Welcome to St. Lucia, where fantasy suite nightmares come true. JP kept telling us how he couldn’t wait to stay overnight with each of the women without cameras so they could “talk” in private. I guess he’s not worried about his daughter seeing anything inappropriate anymore. Unrelated, but Camilla is four. He understands that he’s the parent, yes? And he’s able to just not let her watch the show? And even if she did, she probably wouldn’t understand it? I digress.
When he gave Clare the key and obligatory note from Chris Harrison, she was rightfully hesitant due to their awkward encounter weeks earlier in the ocean. She essentially told him that she was okay with it as long as he was okay with it – AKA don’t wake up tomorrow morning and blame me and make me feel like Vivian Ward (especially when you ain’t no Edward Lewis). They obviously accepted the fantasy suite and Clare told him “I’m just like loving falling in love with you” because ladies be articulate up in this joint.
Andi and Juan Pablo chatted and played soccer with the local children which, of course, gave them an accurate glimpse into their future of raising foreign children. He brought Andi to yet another waterfall and they seemed to actually have a super good conversation about thangs. These two also accepted the fantasy suite from Chris Pervert Harrison. The next morning, JP said their overnight date was amazing while Andi said the date was a nightmare. DUN DUN DUN.
She kept saying that he kept talking about himself the entire time and was acting like this is brand new information. How is this the first time you realized that, Andi? Looks like you were the one without your listening ears on up until now.
JP and Nikki went horseback riding and Nikki wore a bra with fringe because that is super appropriate for horseback riding. Their date was nothing special. They accepted the fantasy suite for their overnight, she told him she loved him, blah blah blah.
Back to the good stuff. The ladies each left Juan Pablo videos to watch before the rose ceremony. Clare and Nikki were both like “I love you and want to make babies with you even though you’re not very smart and very selfish.” Andi’s video was like “Look, I’m a lawyer, and I need to talk to you in person so I can have a solid debate about your personality flaws because I really miss arguing.” This conversation was ridiculous, and as Andi said, it’s not because of the language barrier. JP is literally so unintelligent it’s outrageous. She essentially told him that she was pissed at him because he put in no effort to learn about who she is, and he’s so self-centered, and hellooooo welcome to everything that everyone already knew except for you. It eventually came out that Juan Pabs told her that she only made it this far by default which is absurd. He tried to get out of it by saying that word isn’t in his vocabulary (probably factual) and clarifying that he said she “barely” made it. Oh, well that makes it better. She kept getting so mad at him, but I think she was mostly pissed at herself for not realizing he had the mind of an 8-year-old.

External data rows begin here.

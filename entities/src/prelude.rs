pub use super::backup_history::Entity as BackupHistory;
pub use super::member::Entity as Member;
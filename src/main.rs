#![deny(clippy::all, clippy::pedantic, clippy::nursery)]
#![allow(
    clippy::missing_panics_doc,
    clippy::missing_errors_doc,
    clippy::module_name_repetitions,
    clippy::unreadable_literal,
    clippy::cast_possible_wrap
)]

mod commands;
mod config;
mod constants;
mod error_handler;
mod events;
mod format;
mod message_utils;
mod news;
mod ranks;
mod rewards;
mod store;
mod sync;

use anyhow::Result;
use commands::{daily, help, intel, leaderboard, rank, register, Data};
use config::Config;
use events::{ReactionListener, Registry, RewardListener, VoiceListener, WelcomeListener};
use news::NewsClient;
use poise::{
    builtins,
    serenity_prelude::{ClientBuilder, Command, CreateAllowedMentions, GatewayIntents},
    Framework, FrameworkOptions,
};
use rewards::RewardPolicy;
use std::sync::Arc;
use store::{JsonFileBackend, Store};
use tokio::task;
use tracing::{error, info, warn};

#[tokio::main]
async fn main() -> Result<()> {
    dotenvy::dotenv().ok();
    tracing_subscriber::fmt().init();
    let config = Config::from_env()?;

    let backend = Arc::new(JsonFileBackend::new(config.database_file.clone()));
    let store = Arc::new(Store::open(backend));
    let policy = RewardPolicy::new(config.cooldown_secs, config.tactical_bonus_cap);

    let news = match config.news_api_key.clone().filter(|_| config.enable_intel) {
        Some(key) => Some(NewsClient::new(key)?),
        None => {
            info!("intel command disabled: no NEWS_API_KEY configured");
            None
        }
    };

    let registry = Registry::new(vec![
        Box::new(RewardListener::new(Arc::clone(&store), policy)),
        Box::new(WelcomeListener::new(
            Arc::clone(&store),
            config.welcome_channel,
        )),
        Box::new(ReactionListener::new(Arc::clone(&store))),
        Box::new(VoiceListener::new(Arc::clone(&store))),
    ]);

    task::spawn({
        let store = Arc::clone(&store);
        async move {
            if tokio::signal::ctrl_c().await.is_ok() {
                if store.is_dirty() {
                    if let Err(err) = store.persist().await {
                        error!("final save failed: {err}");
                    }
                }
                std::process::exit(0);
            }
        }
    });

    let options = FrameworkOptions {
        commands: vec![
            rank::status(),
            rank::rank(),
            leaderboard::leaderboard(),
            daily::daily(),
            intel::intel(),
            help::help(),
            register::register(),
        ],
        on_error: |err| {
            Box::pin(async move {
                if let Err(err) = error_handler::handle(err).await {
                    error!("Error while handling error: {}", err);
                }
            })
        },
        event_handler: |ctx, event, _framework, data: &Data| {
            Box::pin(async move {
                data.registry.dispatch(ctx, event).await;
                Ok(())
            })
        },
        allowed_mentions: Some(
            CreateAllowedMentions::new()
                .all_roles(false)
                .all_users(false)
                .replied_user(true),
        ),
        ..Default::default()
    };

    let token = config.token.clone();
    let framework = Framework::builder()
        .setup(move |ctx, _, framework| {
            Box::pin(async move {
                task::spawn(Arc::clone(&store).flush_loop(config.flush_interval));
                match config
                    .mirror_database_url
                    .clone()
                    .filter(|_| config.enable_remote_sync)
                {
                    Some(url) => {
                        task::spawn(sync::run(Arc::clone(&store), url, config.sync_interval));
                    }
                    None => warn!("remote sync disabled: no MIRROR_DATABASE_URL configured"),
                }
                Command::set_global_commands(
                    ctx,
                    builtins::create_application_commands(&framework.options().commands),
                )
                .await?;
                Ok(Data {
                    store,
                    news,
                    registry,
                })
            })
        })
        .options(options)
        .build();

    let mut client = ClientBuilder::new(
        token,
        GatewayIntents::non_privileged()
            | GatewayIntents::MESSAGE_CONTENT
            | GatewayIntents::GUILD_MEMBERS,
    )
    .framework(framework)
    .await?;
    Ok(client.start().await?)
}
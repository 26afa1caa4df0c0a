//! Gateway event handling through an explicit listener registry.
//!
//! Each listener declares the event kinds it wants; the registry dispatches
//! in registration order and logs failures, so one broken listener can
//! neither crash the process nor starve the ones behind it.

use crate::constants::{
    RankDef, INFO_COLOR, RANKS, REACTION_RECEIVED_REWARD, REACTION_REWARD, STARTING_GMP,
    VOICE_MINUTE_REWARD,
};
use crate::format::format_number;
use crate::rewards::RewardPolicy;
use crate::store::{now_epoch, Activity, Delta, Promotion, Store};
use ahash::HashMap;
use anyhow::Result;
use poise::serenity_prelude::{
    self as serenity, async_trait, ChannelId, CreateEmbed, CreateMessage, FullEvent, GuildId,
    Mentionable, ReactionType, RoleId, UserId,
};
use std::sync::Arc;
use tokio::sync::Mutex;
use tracing::{debug, error, info, warn};

#[derive(Debug, Clone, Copy, PartialEq, Eq)]
pub enum EventKind {
    Ready,
    Message,
    MemberJoin,
    ReactionAdd,
    ReactionRemove,
    VoiceStateUpdate,
}

impl EventKind {
    fn of(event: &FullEvent) -> Option<Self> {
        match event {
            FullEvent::Ready { .. } => Some(Self::Ready),
            FullEvent::Message { .. } => Some(Self::Message),
            FullEvent::GuildMemberAddition { .. } => Some(Self::MemberJoin),
            FullEvent::ReactionAdd { .. } => Some(Self::ReactionAdd),
            FullEvent::ReactionRemove { .. } => Some(Self::ReactionRemove),
            FullEvent::VoiceStateUpdate { .. } => Some(Self::VoiceStateUpdate),
            _ => None,
        }
    }
}

#[async_trait]
pub trait Listener: Send + Sync {
    fn name(&self) -> &'static str;
    fn kinds(&self) -> &'static [EventKind];
    async fn handle(&self, ctx: &serenity::Context, event: &FullEvent) -> Result<()>;
}
use super::{CommandResult, Context};
use crate::commands::CommandError;
use crate::constants::{FAILURE_COLOR, INTEL_HEADLINE_COUNT};
use poise::{command, serenity_prelude::CreateEmbed, CreateReply};
use tracing::error;

/// Get the latest news as intelligence reports
#[command(slash_command, user_cooldown = 30)]
pub async fn intel(ctx: Context<'_>) -> CommandResult {
    let Some(news) = ctx.data().news.as_ref() else {
        return Err(CommandError::Expected(String::from(
            "Intel system offline - API key not configured",
        )));
    };
    ctx.defer().await?;
    let articles = match news
        .country_news("us", "United States", INTEL_HEADLINE_COUNT)
        .await
    {
        Ok(articles) => articles,
        Err(err) => {
            error!("intel retrieval failed: {err}");
            return Err(CommandError::Expected(String::from(
                "Intel retrieval failed - try again later",
            )));
        }
    };
    if articles.is_empty() {
        return Err(CommandError::Expected(String::from(
            "No intel available at this time.",
        )));
    }
    let mut embed = CreateEmbed::new().title("📡 INTEL REPORT").color(FAILURE_COLOR);
    for (i, article) in articles.iter().take(INTEL_HEADLINE_COUNT).enumerate() {
        embed = embed.field(
            format!("Intel #{}", i + 1),
            format!("```{}```\n[Read more]({})", article.title, article.url),
            false,
        );
    }
    ctx.send(CreateReply::default().embed(embed)).await?;
    Ok(())
}
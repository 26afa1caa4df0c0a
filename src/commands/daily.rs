use super::{guild_id, CommandResult, Context};
use crate::format::format_number;
use crate::message_utils::failure_embed;
use crate::store::DailyOutcome;
use chrono::{Duration, NaiveTime, Utc};
use poise::{
    command,
    serenity_prelude::{CreateEmbed, CreateEmbedFooter},
    CreateReply,
};

use crate::constants::SUCCESS_COLOR;

/// Claim your daily supply drop
#[command(slash_command, guild_only)]
pub async fn daily(ctx: Context<'_>) -> CommandResult {
    let guild = guild_id(ctx)?;
    let now = Utc::now();
    let outcome = ctx
        .data()
        .store
        .claim_daily(guild, ctx.author().id.get(), now.date_naive())
        .await;

    match outcome {
        DailyOutcome::Granted {
            xp,
            gmp,
            streak,
            record,
            promotion,
        } => {
            let mut embed = CreateEmbed::new()
                .title("DAILY SUPPLY DROP")
                .description(format!(
                    "**+{} GMP** and **+{} XP** received!",
                    format_number(gmp),
                    format_number(xp)
                ))
                .color(SUCCESS_COLOR)
                .field(
                    "UPDATED STATS",
                    format!(
                        "```\nGMP: {}\nXP: {}\nRank: {}\nStreak: {} day(s)\n```",
                        format_number(record.gmp),
                        format_number(record.xp),
                        record.rank,
                        streak
                    ),
                    false,
                )
                .footer(CreateEmbedFooter::new(
                    "Come back tomorrow for another supply drop!",
                ));
            if let Some(promotion) = promotion {
                embed = embed.field(
                    "PROMOTION!",
                    format!("New rank: **{}** {}", promotion.to.name, promotion.to.icon),
                    false,
                );
            }
            ctx.send(CreateReply::default().embed(embed)).await?;
            // The streak must survive a crash, so flush immediately.
            if let Err(err) = ctx.data().store.persist().await {
                tracing::error!("failed to persist after daily claim: {err}");
            }
        }
        DailyOutcome::AlreadyClaimed => {
            let tomorrow = (now + Duration::days(1))
                .date_naive()
                .and_time(NaiveTime::MIN)
                .and_utc();
            let left = tomorrow - now;
            let msg = format!(
                "Already claimed today.\nNext drop in **{:02}:{:02}**",
                left.num_hours(),
                left.num_minutes() % 60
            );
            ctx.send(
                CreateReply::default()
                    .embed(failure_embed(msg).title("SUPPLY DROP UNAVAILABLE")),
            )
            .await?;
        }
    }
    Ok(())
}
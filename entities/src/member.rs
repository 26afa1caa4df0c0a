use sea_orm::entity::prelude::*;

/// One row per member per guild, mirroring the authoritative JSON store.
#[derive(Clone, Debug, PartialEq, Eq, DeriveEntityModel)]
#[sea_orm(table_name = "member")]
pub struct Model {
    #[sea_orm(primary_key, auto_increment = false)]
    pub guild: i64,
    #[sea_orm(primary_key, auto_increment = false)]
    pub member: i64,
    pub xp: i64,
    pub gmp: i64,
    pub rank: String,
    pub messages_sent: i64,
    pub voice_minutes: i64,
    pub reactions_given: i64,
    pub reactions_received: i64,
    pub tactical_words_used: i64,
    pub total_tactical_words: i64,
    pub last_daily: Option<String>,
    pub daily_streak: i32,
    pub last_message_time: i64,
    pub verified: bool,
}

#[derive(Copy, Clone, Debug, EnumIter, DeriveRelation)]
pub enum Relation {}

impl ActiveModelBehavior for ActiveModel {}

So, Andi left and set herself up perfectly to be the next bachelorette. Was this planned? Probably. Andi’s really smart for adults, and she only had to out-smart a child. She made herself likeable, left early enough, and made it clear that she has no respect for Juan Pablo, let alone has any sort of romantic feelings for him. She’s ready for love and a husband, but “I just don’t want it to be him.”
You go girl! See you in May with 25 attractive and (hopefully) intelligent men.